- ACTION ITEM -
Exactly the lines below from the one with "repository cf1658ad1e21e99d" up to and including the one with "let (mut sigterm, mut" make up the answer, with nothing else added.

(DATA RECORDS Opens)

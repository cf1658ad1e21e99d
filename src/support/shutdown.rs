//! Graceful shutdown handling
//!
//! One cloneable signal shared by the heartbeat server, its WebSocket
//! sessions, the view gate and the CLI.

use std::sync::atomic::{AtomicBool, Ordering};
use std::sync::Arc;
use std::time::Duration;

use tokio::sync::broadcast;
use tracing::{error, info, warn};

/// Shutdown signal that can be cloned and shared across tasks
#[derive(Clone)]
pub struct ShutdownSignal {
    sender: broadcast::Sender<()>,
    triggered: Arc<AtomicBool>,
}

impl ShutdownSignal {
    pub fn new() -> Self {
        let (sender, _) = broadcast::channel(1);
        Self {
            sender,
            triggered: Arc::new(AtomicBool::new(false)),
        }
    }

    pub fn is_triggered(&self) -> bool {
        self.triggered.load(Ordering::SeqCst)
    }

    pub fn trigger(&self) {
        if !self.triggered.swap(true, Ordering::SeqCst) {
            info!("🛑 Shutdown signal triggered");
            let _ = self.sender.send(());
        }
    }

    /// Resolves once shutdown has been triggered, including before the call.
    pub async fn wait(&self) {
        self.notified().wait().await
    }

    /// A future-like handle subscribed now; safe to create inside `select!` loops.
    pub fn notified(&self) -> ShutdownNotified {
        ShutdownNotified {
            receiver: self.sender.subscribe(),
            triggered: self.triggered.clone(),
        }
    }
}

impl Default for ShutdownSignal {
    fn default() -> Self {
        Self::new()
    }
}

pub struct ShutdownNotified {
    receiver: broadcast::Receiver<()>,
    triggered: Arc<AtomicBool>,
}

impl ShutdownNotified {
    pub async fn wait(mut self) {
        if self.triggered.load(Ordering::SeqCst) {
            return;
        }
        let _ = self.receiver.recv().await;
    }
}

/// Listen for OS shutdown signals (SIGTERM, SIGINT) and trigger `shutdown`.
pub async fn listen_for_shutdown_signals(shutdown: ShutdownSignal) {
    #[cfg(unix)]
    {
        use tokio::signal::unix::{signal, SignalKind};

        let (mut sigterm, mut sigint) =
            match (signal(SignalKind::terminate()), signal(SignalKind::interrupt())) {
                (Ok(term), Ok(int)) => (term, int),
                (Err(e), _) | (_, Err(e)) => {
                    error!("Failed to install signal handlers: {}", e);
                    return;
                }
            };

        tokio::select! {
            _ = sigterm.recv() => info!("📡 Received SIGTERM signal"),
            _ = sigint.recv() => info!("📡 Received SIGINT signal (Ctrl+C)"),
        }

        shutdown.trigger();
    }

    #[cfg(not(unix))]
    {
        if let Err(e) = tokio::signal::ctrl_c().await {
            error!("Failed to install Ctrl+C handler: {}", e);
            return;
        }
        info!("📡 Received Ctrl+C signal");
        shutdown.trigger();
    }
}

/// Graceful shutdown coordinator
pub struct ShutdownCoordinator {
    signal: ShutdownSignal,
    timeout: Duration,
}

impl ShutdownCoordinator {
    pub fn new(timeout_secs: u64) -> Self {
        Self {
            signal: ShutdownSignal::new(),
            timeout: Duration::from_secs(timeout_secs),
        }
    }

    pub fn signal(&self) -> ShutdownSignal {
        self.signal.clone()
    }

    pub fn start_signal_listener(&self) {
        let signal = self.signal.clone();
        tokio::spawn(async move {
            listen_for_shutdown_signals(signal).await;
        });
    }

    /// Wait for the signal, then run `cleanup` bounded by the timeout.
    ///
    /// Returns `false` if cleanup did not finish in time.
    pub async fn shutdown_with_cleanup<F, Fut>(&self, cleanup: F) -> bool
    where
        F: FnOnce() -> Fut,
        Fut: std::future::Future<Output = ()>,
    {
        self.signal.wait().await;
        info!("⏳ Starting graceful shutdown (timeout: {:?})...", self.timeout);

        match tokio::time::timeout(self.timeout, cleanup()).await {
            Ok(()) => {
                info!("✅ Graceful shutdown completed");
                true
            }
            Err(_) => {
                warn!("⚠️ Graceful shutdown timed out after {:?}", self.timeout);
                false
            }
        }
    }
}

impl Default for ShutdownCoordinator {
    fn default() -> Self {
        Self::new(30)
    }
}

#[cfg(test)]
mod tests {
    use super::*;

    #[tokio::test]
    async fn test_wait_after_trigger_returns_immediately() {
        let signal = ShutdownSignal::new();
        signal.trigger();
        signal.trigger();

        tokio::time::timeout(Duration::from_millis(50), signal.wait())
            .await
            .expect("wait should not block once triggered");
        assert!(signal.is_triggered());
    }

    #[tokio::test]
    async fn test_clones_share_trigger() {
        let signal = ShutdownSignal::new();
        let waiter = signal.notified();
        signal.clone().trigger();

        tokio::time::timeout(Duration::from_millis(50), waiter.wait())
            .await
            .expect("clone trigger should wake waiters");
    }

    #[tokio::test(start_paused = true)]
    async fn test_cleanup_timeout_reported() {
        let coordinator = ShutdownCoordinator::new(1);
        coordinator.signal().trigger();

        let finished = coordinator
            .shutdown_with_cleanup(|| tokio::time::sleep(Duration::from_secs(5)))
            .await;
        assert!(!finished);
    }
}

(DATA RECORDS Closes)
(DATA RECORDS Opens)

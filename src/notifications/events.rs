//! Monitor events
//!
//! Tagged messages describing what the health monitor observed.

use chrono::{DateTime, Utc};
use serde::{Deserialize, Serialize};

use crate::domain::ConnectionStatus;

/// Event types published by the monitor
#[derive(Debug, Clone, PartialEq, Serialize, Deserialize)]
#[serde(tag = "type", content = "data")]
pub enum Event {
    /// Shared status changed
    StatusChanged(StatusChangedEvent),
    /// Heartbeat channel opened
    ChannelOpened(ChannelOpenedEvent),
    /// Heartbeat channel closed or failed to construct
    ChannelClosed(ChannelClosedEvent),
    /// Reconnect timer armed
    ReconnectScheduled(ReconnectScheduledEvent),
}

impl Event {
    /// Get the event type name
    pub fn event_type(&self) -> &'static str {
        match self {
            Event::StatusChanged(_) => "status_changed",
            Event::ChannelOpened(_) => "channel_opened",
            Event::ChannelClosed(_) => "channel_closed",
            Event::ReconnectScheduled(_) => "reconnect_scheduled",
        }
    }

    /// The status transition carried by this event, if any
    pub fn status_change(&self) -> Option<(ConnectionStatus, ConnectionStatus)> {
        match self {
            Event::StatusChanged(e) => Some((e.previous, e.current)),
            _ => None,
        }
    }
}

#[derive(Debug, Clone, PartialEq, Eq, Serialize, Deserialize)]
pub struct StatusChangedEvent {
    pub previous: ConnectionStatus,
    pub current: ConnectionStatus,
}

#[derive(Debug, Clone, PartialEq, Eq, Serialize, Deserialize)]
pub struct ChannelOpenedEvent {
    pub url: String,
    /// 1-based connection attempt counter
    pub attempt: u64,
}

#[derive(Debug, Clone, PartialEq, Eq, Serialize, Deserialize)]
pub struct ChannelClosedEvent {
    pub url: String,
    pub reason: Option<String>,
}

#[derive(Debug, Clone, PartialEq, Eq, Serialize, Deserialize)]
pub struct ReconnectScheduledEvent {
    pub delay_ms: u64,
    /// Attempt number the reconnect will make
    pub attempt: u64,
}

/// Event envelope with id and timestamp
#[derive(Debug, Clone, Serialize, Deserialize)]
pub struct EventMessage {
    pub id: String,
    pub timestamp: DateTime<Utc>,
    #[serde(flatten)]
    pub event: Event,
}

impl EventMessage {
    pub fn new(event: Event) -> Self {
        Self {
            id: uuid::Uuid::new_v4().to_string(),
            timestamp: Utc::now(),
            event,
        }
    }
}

(DATA RECORDS Closes)

- WRITTEN RESPONSE -
repository cf1658ad1e21e99d
filename src/support/shutdown.rs
//! Graceful shutdown handling
//!
//! One cloneable signal shared by the heartbeat server, its WebSocket
//! sessions, the view gate and the CLI.

use std::sync::atomic::{AtomicBool, Ordering};
use std::sync::Arc;
use std::time::Duration;

use tokio::sync::broadcast;
use tracing::{error, info, warn};

/// Shutdown signal that can be cloned and shared across tasks
#[derive(Clone)]
pub struct ShutdownSignal {
    sender: broadcast::Sender<()>,
    triggered: Arc<AtomicBool>,
}

impl ShutdownSignal {
    pub fn new() -> Self {
        let (sender, _) = broadcast::channel(1);
        Self {
            sender,
            triggered: Arc::new(AtomicBool::new(false)),
        }
    }

    pub fn is_triggered(&self) -> bool {
        self.triggered.load(Ordering::SeqCst)
    }

    pub fn trigger(&self) {
        if !self.triggered.swap(true, Ordering::SeqCst) {
            info!("🛑 Shutdown signal triggered");
            let _ = self.sender.send(());
        }
    }

    /// Resolves once shutdown has been triggered, including before the call.
    pub async fn wait(&self) {
        self.notified().wait().await
    }

    /// A future-like handle subscribed now; safe to create inside `select!` loops.
    pub fn notified(&self) -> ShutdownNotified {
        ShutdownNotified {
            receiver: self.sender.subscribe(),
            triggered: self.triggered.clone(),
        }
    }
}

impl Default for ShutdownSignal {
    fn default() -> Self {
        Self::new()
    }
}

pub struct ShutdownNotified {
    receiver: broadcast::Receiver<()>,
    triggered: Arc<AtomicBool>,
}

impl ShutdownNotified {
    pub async fn wait(mut self) {
        if self.triggered.load(Ordering::SeqCst) {
            return;
        }
        let _ = self.receiver.recv().await;
    }
}

/// Listen for OS shutdown signals (SIGTERM, SIGINT) and trigger `shutdown`.
pub async fn listen_for_shutdown_signals(shutdown: ShutdownSignal) {
    #[cfg(unix)]
    {
        use tokio::signal::unix::{signal, SignalKind};

        let (mut sigterm, mut sigint) =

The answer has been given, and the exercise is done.